┌────────

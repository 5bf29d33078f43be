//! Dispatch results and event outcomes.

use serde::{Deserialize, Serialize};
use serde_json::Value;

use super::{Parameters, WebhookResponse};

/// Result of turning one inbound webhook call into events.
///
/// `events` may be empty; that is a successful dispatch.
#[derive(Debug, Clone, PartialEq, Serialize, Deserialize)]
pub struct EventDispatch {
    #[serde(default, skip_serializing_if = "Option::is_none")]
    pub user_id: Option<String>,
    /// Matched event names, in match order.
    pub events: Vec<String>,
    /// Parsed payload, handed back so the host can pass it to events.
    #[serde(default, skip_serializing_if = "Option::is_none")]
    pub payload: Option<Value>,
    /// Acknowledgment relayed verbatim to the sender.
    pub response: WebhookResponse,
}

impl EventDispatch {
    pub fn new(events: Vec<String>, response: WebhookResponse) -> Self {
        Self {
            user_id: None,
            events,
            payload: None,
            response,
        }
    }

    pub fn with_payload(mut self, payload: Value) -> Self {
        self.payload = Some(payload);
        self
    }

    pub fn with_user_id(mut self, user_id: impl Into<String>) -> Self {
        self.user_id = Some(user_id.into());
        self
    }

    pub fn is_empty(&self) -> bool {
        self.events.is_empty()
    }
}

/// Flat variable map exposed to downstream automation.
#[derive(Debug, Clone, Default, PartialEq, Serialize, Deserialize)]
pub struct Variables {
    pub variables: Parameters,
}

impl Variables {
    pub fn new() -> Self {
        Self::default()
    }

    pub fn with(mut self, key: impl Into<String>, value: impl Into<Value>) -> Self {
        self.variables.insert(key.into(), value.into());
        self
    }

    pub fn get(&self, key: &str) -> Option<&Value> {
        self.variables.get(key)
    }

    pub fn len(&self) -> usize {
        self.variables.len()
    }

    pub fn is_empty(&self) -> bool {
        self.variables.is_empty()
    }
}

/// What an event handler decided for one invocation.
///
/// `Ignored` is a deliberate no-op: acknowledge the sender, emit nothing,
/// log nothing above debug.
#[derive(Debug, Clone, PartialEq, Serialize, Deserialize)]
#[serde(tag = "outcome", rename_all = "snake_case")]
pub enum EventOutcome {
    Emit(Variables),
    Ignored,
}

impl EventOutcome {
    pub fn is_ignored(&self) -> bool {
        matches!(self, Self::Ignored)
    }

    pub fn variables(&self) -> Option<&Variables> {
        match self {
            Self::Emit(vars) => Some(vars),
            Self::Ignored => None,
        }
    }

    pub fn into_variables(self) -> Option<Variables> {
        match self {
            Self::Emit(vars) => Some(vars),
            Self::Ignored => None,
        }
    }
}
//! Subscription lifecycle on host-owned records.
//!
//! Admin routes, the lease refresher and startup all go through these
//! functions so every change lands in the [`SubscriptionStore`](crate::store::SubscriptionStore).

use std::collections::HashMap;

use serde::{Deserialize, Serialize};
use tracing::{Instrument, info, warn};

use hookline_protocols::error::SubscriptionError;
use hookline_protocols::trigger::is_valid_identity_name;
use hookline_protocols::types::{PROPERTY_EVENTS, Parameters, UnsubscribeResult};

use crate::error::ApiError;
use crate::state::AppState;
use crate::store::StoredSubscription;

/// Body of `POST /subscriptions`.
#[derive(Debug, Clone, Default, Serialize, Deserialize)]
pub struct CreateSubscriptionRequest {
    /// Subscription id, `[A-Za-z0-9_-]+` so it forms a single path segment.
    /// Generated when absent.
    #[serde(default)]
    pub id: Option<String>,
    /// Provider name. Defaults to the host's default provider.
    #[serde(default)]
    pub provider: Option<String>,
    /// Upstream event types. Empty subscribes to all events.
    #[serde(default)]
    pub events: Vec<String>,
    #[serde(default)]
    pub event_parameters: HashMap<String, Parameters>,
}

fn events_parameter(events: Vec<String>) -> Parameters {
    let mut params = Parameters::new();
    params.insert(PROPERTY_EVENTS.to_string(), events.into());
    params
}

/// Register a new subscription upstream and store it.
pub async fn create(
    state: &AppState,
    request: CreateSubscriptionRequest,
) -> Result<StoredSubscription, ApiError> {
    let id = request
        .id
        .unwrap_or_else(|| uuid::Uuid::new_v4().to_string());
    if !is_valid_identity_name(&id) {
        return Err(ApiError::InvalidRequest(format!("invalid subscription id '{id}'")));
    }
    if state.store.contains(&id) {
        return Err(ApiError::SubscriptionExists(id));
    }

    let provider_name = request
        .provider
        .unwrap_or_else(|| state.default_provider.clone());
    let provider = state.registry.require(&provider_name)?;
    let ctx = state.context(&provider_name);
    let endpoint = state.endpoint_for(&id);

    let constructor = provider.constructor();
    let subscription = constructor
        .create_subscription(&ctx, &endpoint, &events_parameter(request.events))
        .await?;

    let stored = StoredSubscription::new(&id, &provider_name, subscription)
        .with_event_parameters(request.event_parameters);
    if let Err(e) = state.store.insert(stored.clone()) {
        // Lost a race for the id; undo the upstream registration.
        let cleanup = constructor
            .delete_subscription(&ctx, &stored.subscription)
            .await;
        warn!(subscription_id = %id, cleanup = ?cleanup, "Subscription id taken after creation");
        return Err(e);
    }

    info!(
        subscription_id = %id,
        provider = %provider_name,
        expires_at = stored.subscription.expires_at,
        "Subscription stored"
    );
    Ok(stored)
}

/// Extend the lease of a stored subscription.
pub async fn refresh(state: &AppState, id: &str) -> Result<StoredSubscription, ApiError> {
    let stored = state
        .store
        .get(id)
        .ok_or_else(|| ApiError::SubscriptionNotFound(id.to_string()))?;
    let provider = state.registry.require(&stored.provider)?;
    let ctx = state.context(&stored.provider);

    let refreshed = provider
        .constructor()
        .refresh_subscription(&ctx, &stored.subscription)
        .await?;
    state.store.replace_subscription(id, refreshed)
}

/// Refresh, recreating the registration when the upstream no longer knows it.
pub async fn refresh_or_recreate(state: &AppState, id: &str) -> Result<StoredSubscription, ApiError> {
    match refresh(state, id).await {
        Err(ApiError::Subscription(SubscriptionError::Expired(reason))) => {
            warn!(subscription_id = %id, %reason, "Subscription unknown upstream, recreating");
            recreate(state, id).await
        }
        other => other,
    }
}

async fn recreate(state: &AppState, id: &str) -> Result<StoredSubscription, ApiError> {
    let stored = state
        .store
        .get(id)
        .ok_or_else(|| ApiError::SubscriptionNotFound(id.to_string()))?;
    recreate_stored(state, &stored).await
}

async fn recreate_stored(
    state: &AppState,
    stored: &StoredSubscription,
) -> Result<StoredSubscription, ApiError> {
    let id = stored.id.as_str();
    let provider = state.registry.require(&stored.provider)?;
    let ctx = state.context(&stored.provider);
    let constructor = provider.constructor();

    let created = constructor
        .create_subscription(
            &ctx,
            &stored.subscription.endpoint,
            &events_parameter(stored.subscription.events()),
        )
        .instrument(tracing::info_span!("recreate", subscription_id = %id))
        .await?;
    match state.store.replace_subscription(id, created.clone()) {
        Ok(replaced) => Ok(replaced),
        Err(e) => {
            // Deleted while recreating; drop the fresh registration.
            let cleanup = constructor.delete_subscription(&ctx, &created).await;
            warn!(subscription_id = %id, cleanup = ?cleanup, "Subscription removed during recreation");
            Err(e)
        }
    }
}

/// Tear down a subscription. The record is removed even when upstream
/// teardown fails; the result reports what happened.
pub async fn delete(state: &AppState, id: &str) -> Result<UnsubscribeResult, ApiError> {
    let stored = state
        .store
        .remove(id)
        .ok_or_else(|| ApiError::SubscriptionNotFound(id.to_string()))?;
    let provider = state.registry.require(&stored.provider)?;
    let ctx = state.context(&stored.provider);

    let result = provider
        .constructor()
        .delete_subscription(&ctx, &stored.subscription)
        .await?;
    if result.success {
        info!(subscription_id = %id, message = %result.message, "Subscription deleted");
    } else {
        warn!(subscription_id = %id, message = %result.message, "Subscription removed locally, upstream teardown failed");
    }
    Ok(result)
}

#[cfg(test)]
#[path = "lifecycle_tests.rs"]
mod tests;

└────────
┌────────

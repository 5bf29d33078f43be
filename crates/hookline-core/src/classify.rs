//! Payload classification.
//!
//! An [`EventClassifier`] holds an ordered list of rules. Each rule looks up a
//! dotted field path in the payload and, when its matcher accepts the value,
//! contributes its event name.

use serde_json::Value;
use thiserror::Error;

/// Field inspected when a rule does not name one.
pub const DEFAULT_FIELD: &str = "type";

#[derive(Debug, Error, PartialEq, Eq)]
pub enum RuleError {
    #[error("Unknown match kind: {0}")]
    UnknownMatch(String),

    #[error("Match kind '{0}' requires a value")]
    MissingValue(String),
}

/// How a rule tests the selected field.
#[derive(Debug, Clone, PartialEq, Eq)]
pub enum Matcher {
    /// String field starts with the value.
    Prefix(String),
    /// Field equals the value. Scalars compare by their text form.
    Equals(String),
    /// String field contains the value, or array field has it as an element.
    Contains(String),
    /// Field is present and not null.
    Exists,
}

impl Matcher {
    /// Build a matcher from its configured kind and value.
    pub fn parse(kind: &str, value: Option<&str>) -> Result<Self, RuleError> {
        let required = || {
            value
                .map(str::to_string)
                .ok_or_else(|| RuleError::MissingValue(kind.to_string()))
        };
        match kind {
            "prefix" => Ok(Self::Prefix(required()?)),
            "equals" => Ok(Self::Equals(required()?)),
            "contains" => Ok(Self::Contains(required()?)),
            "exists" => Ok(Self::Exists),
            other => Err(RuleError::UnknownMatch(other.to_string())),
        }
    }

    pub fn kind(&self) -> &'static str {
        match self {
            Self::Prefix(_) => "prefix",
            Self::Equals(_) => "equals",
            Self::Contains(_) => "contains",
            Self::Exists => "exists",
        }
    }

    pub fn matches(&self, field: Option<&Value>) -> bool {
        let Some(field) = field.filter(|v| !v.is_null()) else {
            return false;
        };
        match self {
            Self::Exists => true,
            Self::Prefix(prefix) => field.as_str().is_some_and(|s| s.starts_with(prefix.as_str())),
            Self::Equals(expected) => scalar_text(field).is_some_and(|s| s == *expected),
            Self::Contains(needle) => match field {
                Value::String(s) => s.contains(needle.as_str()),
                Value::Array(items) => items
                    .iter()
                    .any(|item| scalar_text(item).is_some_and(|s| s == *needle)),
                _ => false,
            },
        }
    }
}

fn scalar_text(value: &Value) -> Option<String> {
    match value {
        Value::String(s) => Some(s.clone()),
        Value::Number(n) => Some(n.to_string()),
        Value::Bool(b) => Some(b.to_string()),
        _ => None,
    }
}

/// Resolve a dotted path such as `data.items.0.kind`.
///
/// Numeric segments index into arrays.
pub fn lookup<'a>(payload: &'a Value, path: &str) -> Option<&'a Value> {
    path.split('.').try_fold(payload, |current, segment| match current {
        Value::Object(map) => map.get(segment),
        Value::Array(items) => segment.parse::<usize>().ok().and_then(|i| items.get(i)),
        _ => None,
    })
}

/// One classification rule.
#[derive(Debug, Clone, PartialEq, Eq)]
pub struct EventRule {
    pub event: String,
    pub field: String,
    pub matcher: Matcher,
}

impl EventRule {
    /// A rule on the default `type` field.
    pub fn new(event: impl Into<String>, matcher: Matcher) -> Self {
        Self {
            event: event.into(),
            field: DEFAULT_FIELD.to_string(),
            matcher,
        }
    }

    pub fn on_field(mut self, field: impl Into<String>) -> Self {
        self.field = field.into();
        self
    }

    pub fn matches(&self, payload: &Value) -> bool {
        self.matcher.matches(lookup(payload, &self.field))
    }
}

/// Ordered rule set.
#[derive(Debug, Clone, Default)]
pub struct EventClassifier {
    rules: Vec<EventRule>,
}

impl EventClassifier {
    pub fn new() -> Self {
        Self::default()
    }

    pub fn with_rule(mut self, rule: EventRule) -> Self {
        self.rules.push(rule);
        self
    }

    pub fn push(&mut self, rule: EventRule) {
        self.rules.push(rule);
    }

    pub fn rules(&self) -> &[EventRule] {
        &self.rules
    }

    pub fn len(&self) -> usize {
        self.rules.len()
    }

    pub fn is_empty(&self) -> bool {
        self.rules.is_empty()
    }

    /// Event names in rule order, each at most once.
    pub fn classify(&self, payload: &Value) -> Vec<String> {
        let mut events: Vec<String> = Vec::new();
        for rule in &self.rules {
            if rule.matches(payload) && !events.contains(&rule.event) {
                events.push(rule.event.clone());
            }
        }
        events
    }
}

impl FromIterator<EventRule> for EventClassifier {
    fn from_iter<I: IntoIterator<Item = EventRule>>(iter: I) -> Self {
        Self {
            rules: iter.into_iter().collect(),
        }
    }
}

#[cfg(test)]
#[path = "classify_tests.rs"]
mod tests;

└────────

_EXERCISE:_
Gather up, from the records above, each line where the word "items" appears.

_EXERCISE OUTPUT:_
                Value::Array(items) => items
/// Resolve a dotted path such as `data.items.0.kind`.
        Value::Array(items) => segment.parse::<usize>().ok().and_then(|i| items.get(i)),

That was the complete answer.